Ce sacrifice, Jésus l'a vu venir. Certes, du secret de sa vie intérieure, avant son ministère, les Évangiles ne nous livrent presque rien. Mais ce n'est pas, je pense, pour obéir à une simple fantaisie, qu'un peintre nous l'a montré, Jésus, jeune apprenti dans l'atelier de Nazareth et, au-dessus des blonds copeaux qui s'amoncellent, un rayon de soleil pose contre le mur l'ombre de la fenêtre, une ombre en forme de croix. Jésus, a plus d'une reprise, dut penser à la croix. Peut-être, lorsqu'il fut témoin de ce grand frisson qui s'empara des coeurs à la première révélation de son message, la pensée le traversa-t-elle que la croix pourrait être évitée, C'était le doux printemps galiléen. Le lac était paisible, la terre avait revêtu son manteau d'anémones, et sous le soleil, leurs corolles sanglantes resplendissaient comme jamais ne fit Salomon dans toute sa gloire. Confiants en la main qui les nourrit, les oiseaux du ciel volaient librement. Et Jésus disait les Béatitudes... Leur dernière note, il est vrai, semble se briser douloureusement : «Heureux serez-vous lorsqu'on vous outragera, qu'on vous persécutera et qu'on dira faussement de vous toute sorte de mal à cause de moi... » Mais non, la joie est trop forte, elle afflue en Jésus de partout, de Dieu, de son propre coeur et de toutes les créatures. Il faut qu'elle reprenne le dessus : « Réjouissez-vous alors, conclut-il, et soyez dans l'allégresse... ! » Mais les jours passent. Voici les premières difficultés, l'incompréhension des uns, la résistance des autres, - et l'ironie, par-dessus tout, des gens qui se croient supérieurs. On dirait d'un orage qui s'accumule et monte, après un pur matin d'été. Ce n'est rien d'abord. Un nuage. Mais ce nuage grandit, il envahit tout un côté de l'horizon, celui, précisément, vers lequel on marche. Bientôt il tiendra tout le ciel. Et un moment vient où Jésus se sent pressé de confier à ses plus proches ce qui maintenant est certitude en lui.
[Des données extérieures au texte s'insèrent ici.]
//! Store trait: the abstract interface for permission and grant persistence.
//!
//! The resolver and materializer only ever talk to storage through this
//! trait. Implementations include SQLite (primary) and in-memory (for tests).

use std::collections::BTreeSet;

use async_trait::async_trait;
use governor_core::{
    GrantBatch, GrantCounts, Group, GroupId, LifecycleEvent, ObjectId, ObjectRef, ObjectType,
    Permission, PermissionName, User, UserId,
};

use crate::error::Result;

/// Result of saving a user, group or object.
#[derive(Debug, Clone, Copy, PartialEq, Eq)]
pub enum SaveResult {
    /// The entity did not exist before.
    Created,
    /// The entity already existed and was overwritten.
    Updated,
}

impl From<SaveResult> for LifecycleEvent {
    fn from(result: SaveResult) -> Self {
        match result {
            SaveResult::Created => LifecycleEvent::Created,
            SaveResult::Updated => LifecycleEvent::Updated,
        }
    }
}

/// The Store trait: async interface for permissions, principals, objects
/// and grants.
///
/// # Design Notes
///
/// - **Identity lookups drop unknown ids**: `*_by_ids` return only records
///   that exist, each once, ordered by id.
/// - **Atomic batches**: [`Store::insert_grants`] either persists the whole
///   batch or nothing.
/// - **Unique grants**: inserting a grant that already exists fails the
///   batch with [`StoreError::Conflict`](crate::StoreError::Conflict).
#[async_trait]
pub trait Store: Send + Sync {
    // ─────────────────────────────────────────────────────────────────────────
    // Permissions
    // ─────────────────────────────────────────────────────────────────────────

    /// Define a permission. Redefining an existing name updates its object type.
    async fn insert_permission(&self, permission: &Permission) -> Result<()>;

    /// Look up a permission by `(namespace, codename)`.
    async fn get_permission(&self, name: &PermissionName) -> Result<Option<Permission>>;

    // ─────────────────────────────────────────────────────────────────────────
    // Principals and objects
    // ─────────────────────────────────────────────────────────────────────────

    async fn save_user(&self, user: &User) -> Result<SaveResult>;

    async fn save_group(&self, group: &Group) -> Result<SaveResult>;

    async fn save_object(&self, object: &ObjectRef) -> Result<SaveResult>;

    /// Record that `user` is a member of `group`.
    async fn add_group_member(&self, group: GroupId, user: UserId) -> Result<()>;

    async fn users_by_ids(&self, ids: &BTreeSet<UserId>) -> Result<Vec<User>>;

    async fn groups_by_ids(&self, ids: &BTreeSet<GroupId>) -> Result<Vec<Group>>;

    async fn objects_by_ids(
        &self,
        object_type: &ObjectType,
        ids: &BTreeSet<ObjectId>,
    ) -> Result<Vec<ObjectRef>>;

    // ─────────────────────────────────────────────────────────────────────────
    // Existing grants
    // ─────────────────────────────────────────────────────────────────────────

    /// Users holding `permission` on `object`.
    async fn users_granted_on_object(
        &self,
        permission: &Permission,
        object: &ObjectRef,
    ) -> Result<BTreeSet<UserId>>;

    /// Groups holding `permission` on `object`.
    async fn groups_granted_on_object(
        &self,
        permission: &Permission,
        object: &ObjectRef,
    ) -> Result<BTreeSet<GroupId>>;

    /// Objects of the permission's object type `user` holds `permission` on.
    async fn objects_granted_to_user(
        &self,
        permission: &Permission,
        user: UserId,
    ) -> Result<BTreeSet<ObjectId>>;

    /// Objects of the permission's object type `group` holds `permission` on.
    async fn objects_granted_to_group(
        &self,
        permission: &Permission,
        group: GroupId,
    ) -> Result<BTreeSet<ObjectId>>;

    // ─────────────────────────────────────────────────────────────────────────
    // Writes and checks
    // ─────────────────────────────────────────────────────────────────────────

    /// Insert every grant in `batch` in one transaction.
    ///
    /// Returns the number of records inserted.
    async fn insert_grants(&self, batch: &GrantBatch) -> Result<usize>;

    /// True if `user` holds `permission` on `object` directly or through
    /// one of its groups.
    async fn user_has_permission(
        &self,
        user: UserId,
        permission: &PermissionName,
        object: &ObjectRef,
    ) -> Result<bool>;

    /// Total number of grant records.
    async fn grant_counts(&self) -> Result<GrantCounts>;
}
C'était sur le territoire de Césarée de Philippes. La, dans ce lieu retiré, il s'est enquis de ce que les hommes pouvaient penser à son propos. Puis, lorsque ses disciples lui eurent répondu : « Les uns disent que tu es Élie, ou Jérémie, ou l'un des prophètes... » la question a Jailli de son coeur, directe, précise, mais que nous devinons, n'est-ce pas? malgré son apparente brusquerie, toute vibrante d'une émotion contenue : « Et vous, qui dites-vous que je suis ? » Et Pierre a répondu : « Tu es le Christ, le fils du Dieu vivant. » Alors, Jésus commença à leur révéler qu'il fallait qu'il se rendît à Jérusalem, qu'il souffrît beaucoup de la part des sacrificateurs et des scribes, qu'il fût mis à mort... Chose étrange! il ne leur parle pas de la croix pour lui. Mais elle occupe tellement bien sa pensée que, voulant, à ce moment-là, montrer les conditions sans lesquelles on ne peut être son disciple : « si quelqu'un veut venir après moi, ajouta-t-il, qu'il renonce à lui-même, qu'il se charge de sa croix... » Ne vous y trompez pas ! Jésus a bien voulu, en ce tournant de son ministère, associer au sacrifice qui va lui être demandé, le sacrifice de tous ceux qui l'aimeront assez pour en accepter un pareil. Il abandonne ici et il exige qu'avec lui nous l'abandonnions tout le trésor de l'espérance humaine. Le sacrifice est une mort, Jésus, vers cette mort, a fait un pas de plus. À Bethléem, il avait accepté une chair mortelle. À Césarée de Philippes, il accepte de la porter lui-même où elle doit mourir. Que reste-t-il encore? un dernier nom a prononcer - après quoi il n'y aura plus rien, rien que la croix dans son dépouillement total, dans son abandon et dans sa pauvreté atroce... un dernier nom : Gethsémané.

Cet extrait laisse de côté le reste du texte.